OPINION: Supply Management

Supply management – what is it all about? I keep getting asked that exact question from other business owners who don’t work in the agricultural field.  

Recently there has been a lot of discussion about supply management and marketing boards with the proposed dismantling of the Wheat Board and Canada’s participation in the Trans-Pacific Free Trade Deal.  

As a dairy producer working and living in a supply-managed system there are simple economics to explain the system.  

So, what is supply management? How do marketing boards play a role in this?  Where is the money?

In Canada, the broiler hatching egg, chicken, dairy, egg and turkey industries operate under national supply management systems. These systems are governed by national legislated acts which are controlled by national bodies and provincial commodity marketing boards that have been delegated powers by federal and provincial governments.
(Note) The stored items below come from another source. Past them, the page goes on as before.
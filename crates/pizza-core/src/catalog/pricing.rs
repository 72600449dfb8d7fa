//! Item price computation

use super::component::{Component, Size};

/// Price of a pizza with its toppings, before the size multiplier
pub fn base_price(pizza: &Component, toppings: &[Component]) -> f64 {
    pizza.price + toppings.iter().map(|t| t.price).sum::<f64>()
}

/// Price of a pizza with its toppings in the given size
pub fn price(pizza: &Component, toppings: &[Component], size: &Size) -> f64 {
    base_price(pizza, toppings) * size.multiplier
}
//! Text tables for the order and catalog views

use crate::catalog::{Catalog, CatalogList};
use crate::order::Order;
use crate::ui::{format_multiplier, format_price};
use colored::Colorize;

/// Pad `text` to `width` visible columns, ignoring color codes
fn pad(text: &str, width: usize) -> String {
    let visible = console::measure_text_width(text);
    format!("{}{}", text, " ".repeat(width.saturating_sub(visible)))
}

fn name_width<'a>(names: impl Iterator<Item = &'a str>, min: usize) -> usize {
    names.map(|n| n.chars().count()).max().unwrap_or(0).max(min)
}

pub(super) fn order_summary(order: &Order) -> String {
    if order.is_empty() {
        return "No items added".italic().dimmed().to_string();
    }

    let width = name_width(
        order.items().iter().map(|i| i.pizza.name.as_str()),
        "Total".len(),
    ) + 12;

    let mut lines = Vec::new();
    for item in order.items() {
        let label = format!("{} {}", item.pizza.name.bold(), format!("({})", item.size.name).dimmed());
        lines.push(format!(
            "{}  {}",
            pad(&label, width),
            format_price(item.price()).green()
        ));
        for topping in &item.toppings {
            lines.push(format!("  + {}", topping.name.italic()));
        }
    }
    lines.push(String::new());
    lines.push(format!(
        "{}  {}",
        pad(&"Total".bold().to_string(), width),
        format_price(order.total_price()).green().bold()
    ));

    lines.join("\n")
}

pub(super) fn cart(order: &Order) -> String {
    let mut lines = Vec::new();
    for (i, item) in order.items().iter().enumerate() {
        lines.push(format!(
            "{}  {} {}",
            pad(&format!("#{}", i + 1).dimmed().to_string(), 4),
            item.pizza.name.bold(),
            format!("({})", item.size.name).dimmed()
        ));
        for topping in &item.toppings {
            lines.push(format!("      + {}", topping.name.italic()));
        }
    }
    lines.join("\n")
}

pub(super) fn catalog_list(catalog: &Catalog, list: CatalogList) -> String {
    let entries = catalog.entries(list);
    if entries.is_empty() {
        return format!("No {} yet", list.display_name().to_lowercase())
            .italic()
            .dimmed()
            .to_string();
    }

    let width = name_width(entries.iter().map(|(name, _)| *name), 4) + 2;
    entries
        .iter()
        .map(|(name, value)| {
            let value = match list {
                CatalogList::Sizes => format_multiplier(*value).normal(),
                CatalogList::Pizzas | CatalogList::Toppings => format_price(*value).green(),
            };
            format!("{}{}", pad(&name.bold().to_string(), width), value)
        })
        .collect::<Vec<_>>()
        .join("\n")
}
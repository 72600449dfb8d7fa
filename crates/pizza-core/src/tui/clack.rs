//! cliclack-backed UI provider

use super::render;
use crate::ui::{MenuItem, NumberValidator, TextValidator, UiProvider, View};
use std::io;

/// Terminal front end built on cliclack prompts
#[derive(Debug, Default)]
pub struct ClackUi;

impl ClackUi {
    pub fn new() -> Self {
        Self
    }
}

impl UiProvider for ClackUi {
    fn select_one(&mut self, title: &str, choices: &[MenuItem]) -> io::Result<usize> {
        // Use indices so labels can repeat without confusing the prompt
        let mut select = cliclack::select(title);
        for (idx, choice) in choices.iter().enumerate() {
            select = select.item(idx, &choice.label, &choice.hint);
        }
        select.interact()
    }

    fn select_many(&mut self, title: &str, choices: &[MenuItem]) -> io::Result<Vec<usize>> {
        let mut multi = cliclack::multiselect(title);
        for (idx, choice) in choices.iter().enumerate() {
            multi = multi.item(idx, &choice.label, &choice.hint);
        }
        multi.required(false).interact()
    }

    fn prompt_text(&mut self, title: &str, validate: TextValidator<'_>) -> io::Result<String> {
        loop {
            let input: String = cliclack::input(title).interact()?;
            match validate(&input) {
                Ok(()) => return Ok(input),
                Err(msg) => cliclack::log::error(msg)?,
            }
        }
    }

    fn prompt_number(&mut self, title: &str, validate: NumberValidator<'_>) -> io::Result<f64> {
        loop {
            let input: String = cliclack::input(title).interact()?;
            let value = match input.trim().parse::<f64>() {
                Ok(value) => value,
                Err(_) => {
                    cliclack::log::error(format!("'{}' is not a number", input.trim()))?;
                    continue;
                }
            };
            match validate(value) {
                Ok(()) => return Ok(value),
                Err(msg) => cliclack::log::error(msg)?,
            }
        }
    }

    fn confirm(&mut self, message: &str) -> io::Result<bool> {
        cliclack::confirm(message).initial_value(false).interact()
    }

    fn show_error(&mut self, message: &str) -> io::Result<()> {
        cliclack::log::error(message)
    }

    fn show_info(&mut self, message: &str) -> io::Result<()> {
        cliclack::log::info(message)
    }

    fn show_success(&mut self, message: &str) -> io::Result<()> {
        cliclack::log::success(message)
    }

    fn render(&mut self, view: View<'_>) -> io::Result<()> {
        match view {
            View::Order(order) => cliclack::note("Order Summary", render::order_summary(order)),
            View::Cart(order) => cliclack::note("Added Pizzas", render::cart(order)),
            View::Catalog { catalog, list } => cliclack::note(
                format!("Edit {}", list.display_name()),
                render::catalog_list(catalog, list),
            ),
        }
    }
}
//! Saved orders: one JSON file per order in the orders directory

use super::Order;
use crate::error::{Error, Result};
use std::fs;
use std::io::ErrorKind;
use std::path::{Path, PathBuf};

const ORDER_SUFFIX: &str = ".json";

/// List the `*.json` file names (not paths) in `dir`.
///
/// A missing directory is created and reported as empty. Entries come back
/// in the order the file system reports them.
pub fn list_saved_orders(dir: &Path) -> Result<Vec<String>> {
    let entries = match fs::read_dir(dir) {
        Ok(entries) => entries,
        Err(e) if e.kind() == ErrorKind::NotFound => {
            fs::create_dir_all(dir).map_err(|e| Error::io(dir, e))?;
            return Ok(Vec::new());
        }
        Err(e) => return Err(Error::io(dir, e)),
    };

    let mut files = Vec::new();
    for entry in entries {
        let entry = entry.map_err(|e| Error::io(dir, e))?;
        if !entry.path().is_file() {
            continue;
        }
        // Suffix match so a file named just `.json` is listed too
        let name = entry.file_name().to_string_lossy().into_owned();
        if name.ends_with(ORDER_SUFFIX) {
            files.push(name);
        }
    }

    Ok(files)
}

/// First listed file whose name starts with `selected`.
///
/// Names shown to the user have their extension stripped, so a selection is
/// mapped back to a file by prefix. With `party.json` and `party2.json` on
/// disk, selecting `party` resolves to whichever of the two is listed first.
pub fn resolve_prefix<'a>(files: &'a [String], selected: &str) -> Option<&'a str> {
    files
        .iter()
        .find(|file| file.starts_with(selected))
        .map(String::as_str)
}

/// File name without the `.json` extension
pub fn display_name(file_name: &str) -> &str {
    file_name
        .strip_suffix(ORDER_SUFFIX)
        .unwrap_or(file_name)
}

/// Saved orders under a single directory
#[derive(Debug, Clone)]
pub struct OrderStore {
    dir: PathBuf,
}

impl OrderStore {
    pub fn new(dir: impl Into<PathBuf>) -> Self {
        Self { dir: dir.into() }
    }

    pub fn dir(&self) -> &Path {
        &self.dir
    }

    pub fn ensure_dir(&self) -> Result<()> {
        fs::create_dir_all(&self.dir).map_err(|e| Error::io(&self.dir, e))
    }

    /// Saved order file names, creating the directory if needed
    pub fn list(&self) -> Result<Vec<String>> {
        list_saved_orders(&self.dir)
    }

    /// Saved order names without extension, in listing order
    pub fn names(&self) -> Result<Vec<String>> {
        Ok(self
            .list()?
            .iter()
            .map(|file| display_name(file).to_string())
            .collect())
    }

    /// Whether an order with exactly this name (case-sensitive) is saved
    pub fn exists(&self, name: &str) -> Result<bool> {
        Ok(self.names()?.iter().any(|existing| existing == name))
    }

    pub fn path_for(&self, file_name: &str) -> PathBuf {
        self.dir.join(file_name)
    }

    /// Save `order` as `<name>.json`, replacing an existing file of that name
    pub fn save(&self, name: &str, order: &Order) -> Result<PathBuf> {
        self.ensure_dir()?;
        let path = self.path_for(&format!("{}{}", name, ORDER_SUFFIX));
        order.save(&path)?;
        tracing::info!(path = %path.display(), items = order.len(), "order saved");
        Ok(path)
    }

    pub fn load(&self, file_name: &str) -> Result<Option<Order>> {
        let path = self.path_for(file_name);
        let order = Order::load(&path)?;
        if order.is_some() {
            tracing::info!(path = %path.display(), "order loaded");
        }
        Ok(order)
    }

    pub fn delete(&self, file_name: &str) -> Result<()> {
        let path = self.path_for(file_name);
        fs::remove_file(&path).map_err(|e| Error::io(&path, e))?;
        tracing::info!(path = %path.display(), "saved order deleted");
        Ok(())
    }

    /// Delete the orders directory and everything in it.
    ///
    /// Returns `false` when there was nothing to delete.
    pub fn wipe(&self) -> Result<bool> {
        match fs::remove_dir_all(&self.dir) {
            Ok(()) => {
                tracing::warn!(dir = %self.dir.display(), "deleted all saved orders");
                Ok(true)
            }
            Err(e) if e.kind() == ErrorKind::NotFound => Ok(false),
            Err(e) => Err(Error::io(&self.dir, e)),
        }
    }
}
Why did the government implement a national supply management system? Well, back in the early 1960s, farms were producing food and marketing the products into a fragmented system.
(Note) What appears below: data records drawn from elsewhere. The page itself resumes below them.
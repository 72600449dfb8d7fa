//! Menu states and the choices offered in each

use crate::catalog::CatalogList;
use crate::ui::{MenuItem, UiProvider};
use std::io;

/// Where the menu state machine currently is
#[derive(Debug, Clone, Copy, PartialEq, Eq)]
pub enum State {
    MainMenu,
    Settings,
    /// Add/remove loop over one catalog list
    Edit(CatalogList),
    Exit,
}

/// A closed set of menu entries
pub trait MenuChoice: Copy + Sized + 'static {
    const ALL: &'static [Self];

    fn label(&self) -> &'static str;
}

#[derive(Debug, Clone, Copy, PartialEq, Eq)]
pub enum MainMenuChoice {
    AddPizza,
    RemovePizza,
    NewOrder,
    SaveOrder,
    LoadOrder,
    DeleteOrder,
    Settings,
    Quit,
}

impl MenuChoice for MainMenuChoice {
    const ALL: &'static [Self] = &[
        Self::AddPizza,
        Self::RemovePizza,
        Self::NewOrder,
        Self::SaveOrder,
        Self::LoadOrder,
        Self::DeleteOrder,
        Self::Settings,
        Self::Quit,
    ];

    fn label(&self) -> &'static str {
        match self {
            Self::AddPizza => "Add Pizza",
            Self::RemovePizza => "Remove Pizza",
            Self::NewOrder => "New Order",
            Self::SaveOrder => "Save Order",
            Self::LoadOrder => "Load Saved Order",
            Self::DeleteOrder => "Delete Saved Order",
            Self::Settings => "Settings",
            Self::Quit => "Quit",
        }
    }
}

#[derive(Debug, Clone, Copy, PartialEq, Eq)]
pub enum SettingsChoice {
    EditPizzas,
    EditToppings,
    EditSizes,
    RestoreDefaults,
    Back,
}

impl MenuChoice for SettingsChoice {
    const ALL: &'static [Self] = &[
        Self::EditPizzas,
        Self::EditToppings,
        Self::EditSizes,
        Self::RestoreDefaults,
        Self::Back,
    ];

    fn label(&self) -> &'static str {
        match self {
            Self::EditPizzas => "Edit Pizzas",
            Self::EditToppings => "Edit Toppings",
            Self::EditSizes => "Edit Sizes",
            Self::RestoreDefaults => "Restore Defaults",
            Self::Back => "Back",
        }
    }
}

#[derive(Debug, Clone, Copy, PartialEq, Eq)]
pub enum EditChoice {
    Add,
    Remove,
    Back,
}

impl MenuChoice for EditChoice {
    const ALL: &'static [Self] = &[Self::Add, Self::Remove, Self::Back];

    fn label(&self) -> &'static str {
        match self {
            Self::Add => "Add",
            Self::Remove => "Remove",
            Self::Back => "Back",
        }
    }
}

/// Ask the UI for one entry of a menu
pub(crate) fn choose<C: MenuChoice, U: UiProvider + ?Sized>(
    ui: &mut U,
    title: &str,
) -> io::Result<C> {
    let items: Vec<MenuItem> = C::ALL.iter().map(|c| MenuItem::plain(c.label())).collect();
    let idx = ui.select_one(title, &items)?;

    C::ALL.get(idx).copied().ok_or_else(|| {
        io::Error::new(
            io::ErrorKind::InvalidInput,
            format!("no menu entry at position {}", idx),
        )
    })
}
The farmers didn’t have a reliable market for their products, processors didn’t have a reliable supply of product when they needed it and consumers didn’t have a standardized food safety system in place for their food.  

The Ontario government commissioned a study around the food production system(s) of the time, and from the study the supply management system arose in 1963.
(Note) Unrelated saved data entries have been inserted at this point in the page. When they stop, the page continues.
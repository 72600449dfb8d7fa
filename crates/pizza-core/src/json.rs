//! Whole-file JSON persistence helpers

use crate::error::{Error, Result};
use serde::Serialize;
use std::fs;
use std::io::ErrorKind;
use std::path::{Path, PathBuf};

/// Read a file to a string, returning `None` when it does not exist
pub(crate) fn read_if_exists(path: &Path) -> Result<Option<String>> {
    match fs::read_to_string(path) {
        Ok(content) => Ok(Some(content)),
        Err(e) if e.kind() == ErrorKind::NotFound => Ok(None),
        Err(e) => Err(Error::io(path, e)),
    }
}

/// Serialize `value` and replace the file at `path` with it.
///
/// The document is written to a sibling temp file first and then renamed over
/// the target, so a reader never observes a truncated file.
pub(crate) fn write_json<T: Serialize>(path: &Path, value: &T, what: &'static str) -> Result<()> {
    let content =
        serde_json::to_string_pretty(value).map_err(|source| Error::Serialize { what, source })?;

    let tmp = temp_path(path);
    fs::write(&tmp, content).map_err(|e| Error::io(&tmp, e))?;
    fs::rename(&tmp, path).map_err(|e| {
        let _ = fs::remove_file(&tmp);
        Error::io(path, e)
    })?;

    Ok(())
}

fn temp_path(path: &Path) -> PathBuf {
    let mut name = path
        .file_name()
        .map(|n| n.to_os_string())
        .unwrap_or_default();
    name.push(".tmp");
    path.with_file_name(name)
}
The concept, in its simplistic form, is pretty straight forward: produce the food to meet the demand. Supply-demand equals supply management.  

For the dairy sector, the producers in Canada supply just over 94% of the dairy products the consumer demands. The remainder is supplied by required imports of dairy products through various negotiated trade deals.  

In order to control the supply of dairy products the quota system was implemented. In the dairy system, the quota is calculated by volumes of the various dairy products demanded by consumers and then the right to produce that commodity – ie. quota – is allocated or purchased by farmers to produce, and processors to process the dairy products.  

Producers’ quotas are expressed in terms of kilograms of daily butterfat.  By matching the total supply of the product available in Canada with the market demand, supply management systems aim to provide efficient producers with fair returns, provide a consistent high quality product to processors who in turn provide Canadian consumers with an adequate supply of the product at reasonable prices.  

Dairy producers sell their raw milk to Dairy Farmers of Ontario, who in turn sell the milk to processors, pays producers, inspect farms and dairy handling facilities, coordinate collection and transportation of milk, conduct research, and provide educational and nutritional information to producers and consumers.  

Raw milk is used to make fluid milk (milk and cream that consumers drink) or industrial products (eg. yogurt, cottage cheese). Each producer receives a blended price that reflects fluid and industrial sales and the processor pay for products based on their classification.  

What is a fair price for everyone in the food supply chain?  Who should pay?  

Supply management regulates prices at the producer and processor level and includes a cost of production formula to fairly compensate primary food producers for increased production costs.

In return Canadian producers receive a fair price for their products, processors receive a consistent product when they need it and consumers receive high quality dairy products.  Canadian producers receive no subsidization from the Canadian government.

Consumers in other countries, like the U.S. and E.U., pay twice for their dairy products; once at the checkout & again at tax time. Canadian consumers only pay once for their dairy products.  

Recent numbers show that dairy producers in the US receive as much as 50% of their income from government subsidization.

What do we pay for dairy products?

The Farmer’s share of a restaurant glass of milk is 21 cents out of $2 and just 69 cents for the cheese on an $18.50 restaurant pizza. Canadians spend 10% of their disposable income on food, one of the lowest in the world, including 1.5% on dairy products.

Canadian dairy farms contribute 15 billion dollars to Canada’s GDP and create 215,000 sustainable jobs. Canada produces over 94% of their domestic needs for dairy products.  

In the world, 93% of dairy products are consumed domestically. When the border closed to beef, exports of pork dried up, and producer pricing plummeted well below the cost of production, the consumer price in the grocery stores did not change.  

Supply management provides a fair return and pricing for all levels of the food value chain, without pricing support or dependence on volatile export markets.  

As a dairy business owner who has heard many hardships from previous generations who farmed in Europe and before supply management was implemented in Canada, I have the luxury of knowing the difference, and the stories and issues remain the same: pure economics.